2007年に国会議員に初当選。直後の2008年にアイスランドは金融・経済危機を経験。厳しい時期にヤコブスドッティル首相は教育・科学・文化大臣に就任し、人々の信頼を獲得しました。2016~2017年に政治スキャンダルが相次ぎ、2017年には総選挙が2度も行われることに。同年10月の総選挙後、グリーンリフト(左翼環境運動)党の党首を務める彼女がアイスランド史上2人目となる女性首相に就任しました。

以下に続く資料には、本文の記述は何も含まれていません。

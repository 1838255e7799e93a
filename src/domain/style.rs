use serde::{Serialize, Serializer};

/// Smallest marker radius; zero-magnitude and negative-magnitude events still render.
pub const MIN_RADIUS: f64 = 1.0;

const RADIUS_SCALE: f64 = 5.0;

/// Marker fill colors, declared from shallowest to deepest so the derived
/// ordering is the severity rank.
#[derive(Debug, Clone, Copy, PartialEq, Eq, PartialOrd, Ord, Hash)]
pub enum ColorToken {
    Green,
    Lime,
    Amber,
    Orange,
    RedOrange,
    Red,
}

impl ColorToken {
    pub fn css(self) -> &'static str {
        match self {
            ColorToken::Green => "green",
            ColorToken::Lime => "#cafc03",
            ColorToken::Amber => "#fcad03",
            ColorToken::Orange => "#fc8403",
            ColorToken::RedOrange => "#fc4903",
            ColorToken::Red => "red",
        }
    }

    pub fn rank(self) -> u8 {
        self as u8
    }
}

impl std::fmt::Display for ColorToken {
    fn fmt(&self, f: &mut std::fmt::Formatter<'_>) -> std::fmt::Result {
        f.write_str(self.css())
    }
}

impl Serialize for ColorToken {
    fn serialize<S: Serializer>(&self, serializer: S) -> Result<S::Ok, S::Error> {
        serializer.serialize_str(self.css())
    }
}

/// Fill color for an event `depth` km below the surface.
///
/// Buckets are strict: a depth of exactly 90 falls in the 70–90 bucket.
pub fn depth_color(depth: f64) -> ColorToken {
    if depth > 90.0 {
        ColorToken::Red
    } else if depth > 70.0 {
        ColorToken::RedOrange
    } else if depth > 50.0 {
        ColorToken::Orange
    } else if depth > 30.0 {
        ColorToken::Amber
    } else if depth > 10.0 {
        ColorToken::Lime
    } else {
        ColorToken::Green
    }
}

/// Circle marker radius in pixels.
pub fn magnitude_radius(magnitude: f64) -> f64 {
    if magnitude <= 0.0 {
        MIN_RADIUS
    } else {
        magnitude * RADIUS_SCALE
    }
}

/// Popup body for one event. `place` is inserted as given; callers holding
/// untrusted text should pass it through [`escape_html`] first.
pub fn feature_popup_text(magnitude: f64, depth_km: f64, place: &str) -> String {
    format!(
        "Magnitude: <b>{}</b><br>Depth: <b>{}</b><br>Location: <b>{}</b>",
        magnitude, depth_km, place
    )
}

pub fn escape_html(text: &str) -> String {
    let mut escaped = String::with_capacity(text.len());
    for ch in text.chars() {
        match ch {
            '&' => escaped.push_str("&amp;"),
            '<' => escaped.push_str("&lt;"),
            '>' => escaped.push_str("&gt;"),
            '"' => escaped.push_str("&quot;"),
            '\'' => escaped.push_str("&#39;"),
            _ => escaped.push(ch),
        }
    }
    escaped
}

#[cfg(test)]
mod tests {
    use super::*;

    #[test]
    fn test_depth_color_buckets() {
        assert_eq!(depth_color(120.0), ColorToken::Red);
        assert_eq!(depth_color(80.0), ColorToken::RedOrange);
        assert_eq!(depth_color(60.0), ColorToken::Orange);
        assert_eq!(depth_color(40.0), ColorToken::Amber);
        assert_eq!(depth_color(20.0), ColorToken::Lime);
        assert_eq!(depth_color(5.0), ColorToken::Green);
        assert_eq!(depth_color(-3.5), ColorToken::Green);
    }

    #[test]
    fn test_depth_color_boundaries_fall_in_lower_bucket() {
        assert_eq!(depth_color(90.0).css(), "#fc4903");
        assert_eq!(depth_color(70.0).css(), "#fc8403");
        assert_eq!(depth_color(50.0).css(), "#fcad03");
        assert_eq!(depth_color(30.0).css(), "#cafc03");
        assert_eq!(depth_color(10.0).css(), "green");
    }

    #[test]
    fn test_depth_color_is_monotonic() {
        let depths: Vec<f64> = (-200..=2000).map(|d| d as f64 * 0.25).collect();
        for pair in depths.windows(2) {
            assert!(
                depth_color(pair[0]).rank() <= depth_color(pair[1]).rank(),
                "rank decreased between {} and {}",
                pair[0],
                pair[1]
            );
        }
    }

    #[test]
    fn test_magnitude_radius() {
        assert_eq!(magnitude_radius(0.0), 1.0);
        assert_eq!(magnitude_radius(5.0), 25.0);
        assert_eq!(magnitude_radius(2.5), 12.5);
    }

    #[test]
    fn test_negative_magnitude_gets_minimum_radius() {
        assert_eq!(magnitude_radius(-0.8), MIN_RADIUS);
        assert_eq!(magnitude_radius(-0.0), MIN_RADIUS);
    }

    #[test]
    fn test_popup_text_embeds_values() {
        let text = feature_popup_text(5.2, 10.0, "Tokyo, Japan");
        assert!(text.contains("5.2"));
        assert!(text.contains("10"));
        assert!(text.contains("Tokyo, Japan"));
        assert_eq!(
            text,
            "Magnitude: <b>5.2</b><br>Depth: <b>10</b><br>Location: <b>Tokyo, Japan</b>"
        );
    }

    #[test]
    fn test_popup_text_passes_place_verbatim() {
        let text = feature_popup_text(1.0, 2.0, "<script>");
        assert!(text.contains("<script>"));
    }

    #[test]
    fn test_escape_html() {
        assert_eq!(
            escape_html(r#"<b>"Bob's" & co</b>"#),
            "&lt;b&gt;&quot;Bob&#39;s&quot; &amp; co&lt;/b&gt;"
        );
        assert_eq!(escape_html("10 km SSW of Anza, CA"), "10 km SSW of Anza, CA");
    }

    #[test]
    fn test_color_token_serializes_as_css() {
        let json = serde_json::to_string(&ColorToken::Amber).unwrap();
        assert_eq!(json, "\"#fcad03\"");
    }
}
use crate::domain::style::ColorToken;
use serde::Serialize;

#[derive(Debug, Clone, Copy, PartialEq)]
pub struct LegendInterval {
    pub lower_bound: f64,
    pub color: ColorToken,
}

/// Depth legend, lower bounds in km. Each color matches what
/// [`depth_color`](crate::domain::style::depth_color) returns above that bound.
pub const DEPTH_LEGEND: [LegendInterval; 6] = [
    LegendInterval { lower_bound: -10.0, color: ColorToken::Green },
    LegendInterval { lower_bound: 10.0, color: ColorToken::Lime },
    LegendInterval { lower_bound: 30.0, color: ColorToken::Amber },
    LegendInterval { lower_bound: 50.0, color: ColorToken::Orange },
    LegendInterval { lower_bound: 70.0, color: ColorToken::RedOrange },
    LegendInterval { lower_bound: 90.0, color: ColorToken::Red },
];

#[derive(Debug, Clone, PartialEq, Serialize)]
pub struct LegendLabel {
    pub color: ColorToken,
    pub label: String,
}

pub fn legend_labels(intervals: &[LegendInterval]) -> Vec<LegendLabel> {
    intervals
        .iter()
        .enumerate()
        .map(|(i, interval)| {
            let label = match intervals.get(i + 1) {
                Some(next) => format!("{}\u{2013}{}", interval.lower_bound, next.lower_bound),
                None => format!("{}+", interval.lower_bound),
            };
            LegendLabel {
                color: interval.color,
                label,
            }
        })
        .collect()
}

/// Inner HTML of the legend widget: one swatch and range per line.
pub fn legend_html(labels: &[LegendLabel]) -> String {
    labels
        .iter()
        .map(|entry| format!("<i style='background: {}'></i> {}", entry.color, entry.label))
        .collect::<Vec<_>>()
        .join("<br>")
}
use thiserror::Error;

#[derive(Error, Debug)]
pub enum MapError {
    #[error("Zip operation failed: {0}")]
    ZipError(#[from] zip::result::ZipError),

    #[error("Feed request failed: {0}")]
    HttpError(#[from] reqwest::Error),

    #[error("CSV processing error: {0}")]
    CsvError(#[from] csv::Error),

    #[error("IO error: {0}")]
    IoError(#[from] std::io::Error),

    #[error("Serialization error: {0}")]
    SerializationError(#[from] serde_json::Error),

    #[error("Configuration field '{field}' is invalid: {message}")]
    ConfigValidationError { field: String, message: String },

    #[error("Invalid value '{value}' for '{field}': {reason}")]
    InvalidConfigValueError {
        field: String,
        value: String,
        reason: String,
    },

    #[error("Missing required configuration field: {field}")]
    MissingConfigError { field: String },

    #[error("Malformed feature at index {index}: {reason}")]
    MalformedFeature { index: usize, reason: String },

    #[error("Malformed {feed} feed: {reason}")]
    MalformedFeed { feed: String, reason: String },

    #[error("{feed} feed unavailable: {reason}")]
    FeedUnavailable { feed: String, reason: String },

    #[error("No feed delivered data; nothing to draw")]
    NoFeedData,
}

#[derive(Debug, Clone, Copy, PartialEq, Eq)]
pub enum ErrorCategory {
    Network,
    Data,
    Configuration,
    System,
}

#[derive(Debug, Clone, Copy, PartialEq, Eq, PartialOrd, Ord)]
pub enum ErrorSeverity {
    Low,
    Medium,
    High,
    Critical,
}

impl MapError {
    pub fn category(&self) -> ErrorCategory {
        match self {
            MapError::HttpError(_) | MapError::FeedUnavailable { .. } | MapError::NoFeedData => {
                ErrorCategory::Network
            }
            MapError::CsvError(_)
            | MapError::SerializationError(_)
            | MapError::MalformedFeature { .. }
            | MapError::MalformedFeed { .. } => ErrorCategory::Data,
            MapError::ConfigValidationError { .. }
            | MapError::InvalidConfigValueError { .. }
            | MapError::MissingConfigError { .. } => ErrorCategory::Configuration,
            MapError::ZipError(_) | MapError::IoError(_) => ErrorCategory::System,
        }
    }

    pub fn severity(&self) -> ErrorSeverity {
        match self {
            // a single bad record only drops that marker
            MapError::MalformedFeature { .. } => ErrorSeverity::Low,
            MapError::HttpError(_)
            | MapError::FeedUnavailable { .. }
            | MapError::NoFeedData => ErrorSeverity::Medium,
            MapError::CsvError(_)
            | MapError::SerializationError(_)
            | MapError::MalformedFeed { .. }
            | MapError::ConfigValidationError { .. }
            | MapError::InvalidConfigValueError { .. }
            | MapError::MissingConfigError { .. } => ErrorSeverity::High,
            MapError::ZipError(_) | MapError::IoError(_) => ErrorSeverity::Critical,
        }
    }

    pub fn recovery_suggestion(&self) -> String {
        match self {
            MapError::HttpError(_) | MapError::FeedUnavailable { .. } => {
                "Check network connectivity and that the feed URL is reachable, then rerun"
                    .to_string()
            }
            MapError::NoFeedData => {
                "Both feeds failed; verify the [feeds] URLs and try again later".to_string()
            }
            MapError::MalformedFeature { .. } | MapError::MalformedFeed { .. } => {
                "The feed did not deliver GeoJSON in the expected shape; check the feed URL points at a FeatureCollection".to_string()
            }
            MapError::CsvError(_) | MapError::SerializationError(_) => {
                "Output serialization failed; rerun with --verbose for details".to_string()
            }
            MapError::ConfigValidationError { .. } | MapError::InvalidConfigValueError { .. } => {
                "Fix the offending value in the TOML config or command line flags".to_string()
            }
            MapError::MissingConfigError { field } => {
                format!("Add '{}' to the configuration", field)
            }
            MapError::ZipError(_) | MapError::IoError(_) => {
                "Check that the output path is writable and the disk is not full".to_string()
            }
        }
    }

    pub fn user_friendly_message(&self) -> String {
        match self.category() {
            ErrorCategory::Network => format!("Could not download map data: {}", self),
            ErrorCategory::Data => format!("Feed data could not be used: {}", self),
            ErrorCategory::Configuration => format!("Configuration problem: {}", self),
            ErrorCategory::System => format!("System error while writing output: {}", self),
        }
    }
}

pub type Result<T> = std::result::Result<T, MapError>;
// Domain layer: styling rules, legend, models and ports. No I/O.

pub mod legend;
pub mod model;
pub mod ports;
pub mod style;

平和主義者であり環境保護主義者であることで知られ、私生活では3児の母。政治家になる前にミュージックビデオに主演したこともあるんだそう。
エルナ・ソルベルク首相(ノルウェー)
首相就任日:2013年10月16日
1961年2月24日(58歳)、ノルウェー第2の都市ベンゲン生まれ。子ども時代、学校では人気だったものの勉強には苦労し、16歳のときに「失語症」と診断された過去があります。しかし活動的な学生生活を送った彼女は、高校生のときにはノルウェー学生組合の委員に選ばれるなど、リーダーの資質を若い時代から発揮していました。
ベンゲン大学では社会学、政治学、統計学、および経済学を専攻。1989年、28歳のときに国会議員に初当選。2001年に地方行政・地域開発大臣として初入閣を果たします。当時の強硬と言える政治手腕から「鉄のエルナ」というニックネームをつけられたほど。2013年の総選挙後、ノルウェー史上2人目の女性首相に就任。現在2期目を務めています。
私生活では2人の娘を持つ母。また本気のゲーマーとしても知られており、お気に入りは「キャンディークラッシュ」と「ポケモンGo」。とくに「ポケモンGo」は外遊先や国会でもアプリを起動をしている姿が目撃されて物議をかもしたほど。